Cutcliffe was hired as the head football coach at Duke University on December 14, 2007, replacing Ted Roof, who had amassed a 4–42 win–loss record (1–31 in the ACC) over four years at the school. Cutcliffe inherited a program that had tallied only three winning seasons in the last 25 years and, before the 2008 season, had not beaten an ACC opponent in over three seasons.

Cutcliffe immediately began a strength and conditioning program, challenging the team to collectively lose 1,000 pounds after finding the team in less than ideal physical shape.

On Saturday, August 30, 2008, Cutcliffe won his first game as Duke's head coach, defeating the James Madison Dukes 31–7, before a crowd of 32,571, the largest in Wallace Wade Stadium since 1994. The game marked the introduction of a number of rituals that Cutcliffe hoped to turn into Duke traditions, including the Blue Devil Walk, which parades the players and coaching staff from Duke Chapel, through West Campus and past Cameron Indoor Stadium to Wallace Wade Stadium, and the "Blue Devil Rock", located in the stadium tunnel and mined from the same quarry used in the construction of Duke's West Campus.

In Cutcliffe's second game, Duke lost to Northwestern in a mirror image game of the previous season's matchup, twice falling short of a touchdown deep in Northwestern territory.
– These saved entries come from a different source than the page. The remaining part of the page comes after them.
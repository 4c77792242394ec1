use crate::args::DemoArgs;
use canopy_bus::{
    BroadcastDirection, Delivery, DeliveryError, MessageBus, Operation, Topic, TopicId, capability,
};
use parking_lot::Mutex;
use std::fmt::Debug;
use std::sync::Arc;
use std::sync::atomic::{AtomicUsize, Ordering};
use tracing::{debug, info, warn};

capability! {
    /// Notified when a user session is opened somewhere in the tree.
    pub(crate) trait SessionListener {
        fn session_opened(&self, session: String, user: u32) -> Delivery;
    }
}

/// Outcome of one demo run.
#[derive(Debug, Default, Clone, PartialEq, Eq)]
pub(crate) struct Summary {
    pub nodes: usize,
    pub delivered: usize,
    pub failures: Vec<String>,
}

/// Subscriber registered on every node; counts deliveries and optionally refuses them.
#[derive(Debug)]
struct Audit {
    node: String,
    refuse: bool,
    delivered: Arc<AtomicUsize>,
}

impl SessionListener for Audit {
    fn session_opened(&self, session: String, user: u32) -> Delivery {
        self.delivered.fetch_add(1, Ordering::Relaxed);
        if self.refuse {
            return Err(format!("{} refused session {session} for user {user}", self.node).into());
        }
        debug!(node = %self.node, %session, user, "Session event received");
        Ok(())
    }
}

/// Builds the tree described by `args`, publishes one event and reports what happened.
pub(crate) fn run(args: &DemoArgs) -> Summary {
    let direction = BroadcastDirection::from(args.direction);
    let topic = Topic::<dyn SessionListener>::named("sessions", direction);

    let failures = Arc::new(Mutex::new(Vec::new()));
    let sink = Arc::clone(&failures);
    let app = MessageBus::builder()
        .name("app")
        .exception_handler(
            move |topic: &TopicId,
                  operation: &Operation,
                  args: &[&dyn Debug],
                  errors: &[DeliveryError]| {
                for error in errors {
                    warn!(%topic, %operation, ?args, %error, "Subscriber failed");
                }
                sink.lock().extend(errors.iter().map(ToString::to_string));
            },
        )
        .build();

    let delivered = Arc::new(AtomicUsize::new(0));
    let mut registered = 0usize;
    let mut subscribe = |bus: &MessageBus| {
        registered += 1;
        let audit = Audit {
            node: bus.to_string(),
            refuse: args.fail_every != 0 && registered % args.fail_every == 0,
            delivered: Arc::clone(&delivered),
        };
        bus.subscribe(&topic, Arc::new(audit) as Arc<dyn SessionListener>);
    };

    subscribe(&app);
    let mut nodes = 1;
    for m in 0..args.modules {
        let module = app.child_named(format!("module:{m}"));
        subscribe(&module);
        nodes += 1;
        for s in 0..args.sessions {
            let session = module.child_named(format!("module:{m}/session:{s}"));
            subscribe(&session);
            nodes += 1;
        }
    }
    info!(nodes, %topic, "Bus tree ready");

    // Upward broadcasts start at the deepest node. Handlers are node-local, so it gets one too.
    let mut origin = app.clone();
    if matches!(direction, BroadcastDirection::ToParent) {
        while let Some(last) = origin.children().pop() {
            origin = last;
        }
    }
    if origin != app {
        let sink = Arc::clone(&failures);
        origin.set_exception_handler(
            move |_: &TopicId, _: &Operation, _: &[&dyn Debug], errors: &[DeliveryError]| {
                sink.lock().extend(errors.iter().map(ToString::to_string));
            },
        );
    }

    let publisher = origin.publisher(&topic);
    if let Err(error) = publisher.session_opened("demo-session".to_owned(), 42) {
        warn!(%error, "Publish reported an error");
    }

    let summary = Summary {
        nodes,
        delivered: delivered.load(Ordering::Relaxed),
        failures: failures.lock().clone(),
    };
    info!(
        origin = %origin,
        nodes = summary.nodes,
        delivered = summary.delivered,
        failures = summary.failures.len(),
        "Session event published"
    );
    summary
}

#[cfg(test)]
mod tests {
    use super::*;
    use clap::Parser;

    fn args(flags: &[&str]) -> DemoArgs {
        DemoArgs::try_parse_from(std::iter::once("canopy").chain(flags.iter().copied())).unwrap()
    }

    #[test]
    fn test_to_children_reaches_whole_tree() {
        let summary = run(&args(&["--modules", "3", "--sessions", "2"]));
        assert_eq!(summary.nodes, 1 + 3 + 3 * 2);
        assert_eq!(summary.delivered, 10);
        assert!(summary.failures.is_empty());
    }

    #[test]
    fn test_direct_children_and_none() {
        let summary = run(&args(&["--direction", "to-direct-children"]));
        assert_eq!(summary.delivered, 4);

        let summary = run(&args(&["--direction", "none"]));
        assert_eq!(summary.delivered, 1);
    }

    #[test]
    fn test_to_parent_walks_from_deepest_session() {
        let summary = run(&args(&["--modules", "2", "--sessions", "3", "--direction", "to-parent"]));
        assert_eq!(summary.delivered, 3, "session, module and app");
    }

    #[test]
    fn test_failures_are_reported_without_stopping_delivery() {
        let summary = run(&args(&["--modules", "2", "--sessions", "1", "--fail-every", "2"]));

        assert_eq!(summary.delivered, 5);
        assert_eq!(summary.failures.len(), 2);
        assert!(summary.failures.iter().all(|f| f.starts_with("Subscriber rejected delivery (")));
        assert!(summary.failures[0].contains("refused session demo-session for user 42"));
    }
}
After the home loss against Northwestern, Duke hosted Navy, prevailing 41–31. Cutcliffe next led Duke to its first ACC victory since 2004, with a 31–3 rout of Virginia. This was a complete turnaround from the team's 2006 game against UVA, in which the Blue Devils were shut out 37–0 in Wallace Wade. Duke proceeded to lose to Georgia Tech and Miami before notching its first road win of the season, a 10–7 victory over SEC opponent Vanderbilt. Next, on the road at Wake Forest, Duke lost in overtime, 33–30, missing what would have been a game-winning field goal at the end of regulation. This was another in a string of such painful kicking miscues for the Blue Devils, including a miss at North Carolina in the previous season. The next game, Duke went on to lose to Clemson, 31–7, before fighting to a surprisingly close 14–3 loss to powerhouse Virginia Tech and suffering a disappointing close loss to arch-rival North Carolina at season's end.

In January 2010, following Lane Kiffin's abrupt departure after just one season at the helm of the Tennessee football team, Cutcliffe quickly emerged as a leading candidate to replace Kiffin. Cutcliffe, however, ultimately rebuffed Tennessee's overtures, remaining at Duke and stating, “After much thought and consideration, Karen and I reached the decision that Duke is the place for our family. We have both family members and lifetime friends in the Knoxville community and share a deep respect for the University of Tennessee. Our ties to the school and the Eastern Tennessee area are obvious. But before Tennessee’s hiring process comes to a conclusion, I know that Duke University is where we want to coach.” Cutcliffe's decision was widely lauded as a rare example of commitment and integrity among prominent college football coaches.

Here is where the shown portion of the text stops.